Stored data

*** Begin section ***

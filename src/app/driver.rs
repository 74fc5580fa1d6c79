//! Headless frame driver: runs game clients at a fixed rate with an
//! autopilot standing in for the player.

use anyhow::{bail, Context};
use rand::{Rng, SeedableRng};
use rand_chacha::ChaCha8Rng;
use tokio::time::{interval, MissedTickBehavior};
use tracing::{debug, info, warn};

use crate::config::{Config, RunMode};
use crate::game::pipes::GAP_HEIGHT;
use crate::game::physics::BIRD_START_Y;
use crate::game::{GameMode, Outcome, RenderAdapter, Role, Snapshot};
use crate::net::transport::LocalNetwork;
use crate::net::ws_transport::{RelayConnector, RetryPolicy};
use crate::util::time::frame_duration;

use super::client::{GameClient, UiAction};

/// Frames spent on the results screen before the autopilot replays
const REPLAY_PAUSE_FRAMES: u32 = 60;
/// Frames the autopilot stops flapping after a blunder
const BLUNDER_FRAMES: u32 = 25;

/// Flaps toward the middle of the next gap, with occasional blunders so
/// runs end on their own.
pub struct Autopilot {
    rng: ChaCha8Rng,
    blunder_rate: f64,
    blunder_left: u32,
}

impl Autopilot {
    pub fn new(seed: u64, blunder_rate: f64) -> Self {
        Self {
            rng: ChaCha8Rng::seed_from_u64(seed),
            blunder_rate: blunder_rate.clamp(0.0, 1.0),
            blunder_left: 0,
        }
    }

    /// Never blunders
    pub fn flawless(seed: u64) -> Self {
        Self::new(seed, 0.0)
    }

    pub fn wants_jump(&mut self, snapshot: &Snapshot) -> bool {
        if snapshot.mode != GameMode::Playing || snapshot.local.dead {
            return false;
        }
        if self.blunder_left > 0 {
            self.blunder_left -= 1;
            return false;
        }
        if self.rng.gen_bool(self.blunder_rate) {
            self.blunder_left = BLUNDER_FRAMES;
            return false;
        }

        let target = snapshot
            .next_pipe()
            .map(|pipe| pipe.gap_top + GAP_HEIGHT * 0.6)
            .unwrap_or(BIRD_START_Y + 10.0);
        snapshot.local.y > target && snapshot.local.velocity > 0.0
    }
}

/// Renderer that writes the interesting frames to the log
pub struct TraceRenderer {
    label: &'static str,
    last_mode: Option<GameMode>,
    last_score: u32,
}

impl TraceRenderer {
    pub fn new(label: &'static str) -> Self {
        Self {
            label,
            last_mode: None,
            last_score: 0,
        }
    }
}

impl RenderAdapter for TraceRenderer {
    fn render(&mut self, snapshot: &Snapshot) {
        if self.last_mode != Some(snapshot.mode) {
            info!(
                player = self.label,
                mode = ?snapshot.mode,
                room = ?snapshot.room_code,
                status = %snapshot.status,
                "Mode changed"
            );
            self.last_mode = Some(snapshot.mode);
        }
        if snapshot.local.score != self.last_score {
            debug!(player = self.label, score = snapshot.local.score, "Score");
            self.last_score = snapshot.local.score;
        }
        if let Some(outcome) = snapshot.outcome.filter(|_| snapshot.mode == GameMode::Gameover) {
            debug!(
                player = self.label,
                frame = snapshot.frame,
                winner = ?outcome.winner,
                "Results screen"
            );
        }
    }
}

/// A client together with its input source and renderer
pub struct Player {
    client: GameClient,
    pilot: Autopilot,
    renderer: TraceRenderer,
    outcomes: Vec<Outcome>,
    gameover_frames: u32,
    started: bool,
}

impl Player {
    pub fn new(label: &'static str, client: GameClient, pilot: Autopilot) -> Self {
        Self {
            client,
            pilot,
            renderer: TraceRenderer::new(label),
            outcomes: Vec::new(),
            gameover_frames: 0,
            started: false,
        }
    }

    pub fn outcomes(&self) -> &[Outcome] {
        &self.outcomes
    }

    /// Back in the menu after having left it: the run is over
    pub fn dropped_out(&self) -> bool {
        self.started && self.client.mode() == GameMode::Menu
    }

    pub fn act(&mut self, action: UiAction) -> anyhow::Result<()> {
        self.client.handle(action)?;
        self.started = true;
        Ok(())
    }

    /// One frame: step the client, render, then feed input for the next frame
    pub fn tick(&mut self, rounds: usize) {
        let snapshot = self.client.frame();
        self.renderer.render(&snapshot);
        self.outcomes.extend(self.client.drain_outcomes());

        if self.pilot.wants_jump(&snapshot) {
            let _ = self.client.handle(UiAction::Jump);
        }

        if snapshot.mode != GameMode::Gameover {
            self.gameover_frames = 0;
            return;
        }
        self.gameover_frames += 1;

        // The client waits for the host's START
        let replays = snapshot.role != Some(Role::Client);
        if replays && self.outcomes.len() < rounds && self.gameover_frames >= REPLAY_PAUSE_FRAMES {
            if let Err(e) = self.client.handle(UiAction::Replay) {
                warn!(error = %e, "Replay failed");
            }
        }
    }
}

/// Host and client in one process over an in-memory network
pub struct DuelRig {
    pub host: Player,
    pub client: Player,
}

impl DuelRig {
    pub fn new(seed: u64, blunder_rate: f64) -> anyhow::Result<Self> {
        let network = LocalNetwork::new();
        let mut host = Player::new(
            "host",
            GameClient::new(Box::new(network.clone()), seed),
            Autopilot::new(seed.wrapping_add(1), blunder_rate),
        );
        let mut client = Player::new(
            "client",
            GameClient::new(Box::new(network), seed.wrapping_add(2)),
            Autopilot::new(seed.wrapping_add(3), blunder_rate),
        );

        host.act(UiAction::Host)?;
        let code = host
            .client
            .snapshot()
            .room_code
            .context("host has no room code")?;
        client.act(UiAction::Join(code))?;

        Ok(Self { host, client })
    }

    pub fn tick(&mut self, rounds: usize) {
        self.host.tick(rounds);
        self.client.tick(rounds);
    }

    pub fn finished(&self, rounds: usize) -> bool {
        (self.host.outcomes.len() >= rounds && self.client.outcomes.len() >= rounds)
            || self.host.dropped_out()
            || self.client.dropped_out()
    }
}

fn frame_ticker() -> tokio::time::Interval {
    let mut ticker = interval(frame_duration());
    ticker.set_missed_tick_behavior(MissedTickBehavior::Skip);
    ticker
}

fn seed_from(config: &Config) -> u64 {
    config.seed.unwrap_or_else(rand::random)
}

/// Single, host or join over the relay with the autopilot at the controls
pub async fn run_headless(config: &Config) -> anyhow::Result<Vec<Outcome>> {
    let first = match config.mode {
        RunMode::Single => UiAction::PlaySingle,
        RunMode::Host => UiAction::Host,
        RunMode::Join => UiAction::Join(
            config
                .room_code
                .clone()
                .context("ROOM_CODE is required to join")?,
        ),
        other => bail!("{:?} is not a headless player mode", other),
    };

    let seed = seed_from(config);
    let rounds = config.rounds.max(1) as usize;
    let connector = RelayConnector::new(config.relay_url.clone(), RetryPolicy::default());
    let mut player = Player::new(
        "local",
        GameClient::new(Box::new(connector), seed),
        Autopilot::new(seed.wrapping_add(1), 0.004),
    );
    player.act(first)?;
    info!(mode = ?config.mode, seed, rounds, "Headless run started");

    let mut ticker = frame_ticker();
    while player.outcomes.len() < rounds && player.client.frame_count() < config.max_frames {
        ticker.tick().await;
        player.tick(rounds);
        if player.dropped_out() {
            warn!(status = %player.client.snapshot().status, "Left the match");
            break;
        }
    }

    if player.outcomes.len() < rounds {
        warn!(
            played = player.outcomes.len(),
            rounds,
            frames = player.client.frame_count(),
            "Run ended early"
        );
    }
    Ok(player.outcomes)
}

/// Outcomes of a local duel, one list per side
#[derive(Debug, Clone)]
pub struct DuelReport {
    pub host: Vec<Outcome>,
    pub client: Vec<Outcome>,
}

/// HOST and CLIENT in this process, connected over [`LocalNetwork`]
pub async fn run_duel(config: &Config) -> anyhow::Result<DuelReport> {
    let seed = seed_from(config);
    let rounds = config.rounds.max(1) as usize;
    let mut rig = DuelRig::new(seed, 0.004)?;
    info!(seed, rounds, "Local duel started");

    let mut ticker = frame_ticker();
    while !rig.finished(rounds) && rig.host.client.frame_count() < config.max_frames {
        ticker.tick().await;
        rig.tick(rounds);
    }

    Ok(DuelReport {
        host: rig.host.outcomes,
        client: rig.client.outcomes,
    })
}
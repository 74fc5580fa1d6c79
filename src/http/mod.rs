//! HTTP layer for the relay broker

pub mod routes;

pub use routes::build_router;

*** End section ***

## What is needed
What must be returned is the line with "pub struct DuelReport" plus every line after it to the end of the entries, exactly as they appear.

## Written solution
pub struct DuelReport {
    pub host: Vec<Outcome>,
    pub client: Vec<Outcome>,
}

/// HOST and CLIENT in this process, connected over [`LocalNetwork`]
pub async fn run_duel(config: &Config) -> anyhow::Result<DuelReport> {
    let seed = seed_from(config);
    let rounds = config.rounds.max(1) as usize;
    let mut rig = DuelRig::new(seed, 0.004)?;
    info!(seed, rounds, "Local duel started");

    let mut ticker = frame_ticker();
    while !rig.finished(rounds) && rig.host.client.frame_count() < config.max_frames {
        ticker.tick().await;
        rig.tick(rounds);
    }

    Ok(DuelReport {
        host: rig.host.outcomes,
        client: rig.client.outcomes,
    })
}
repository 74fc5580fa1d6c79
filename src/http/mod.rs
//! HTTP layer for the relay broker

pub mod routes;

pub use routes::build_router;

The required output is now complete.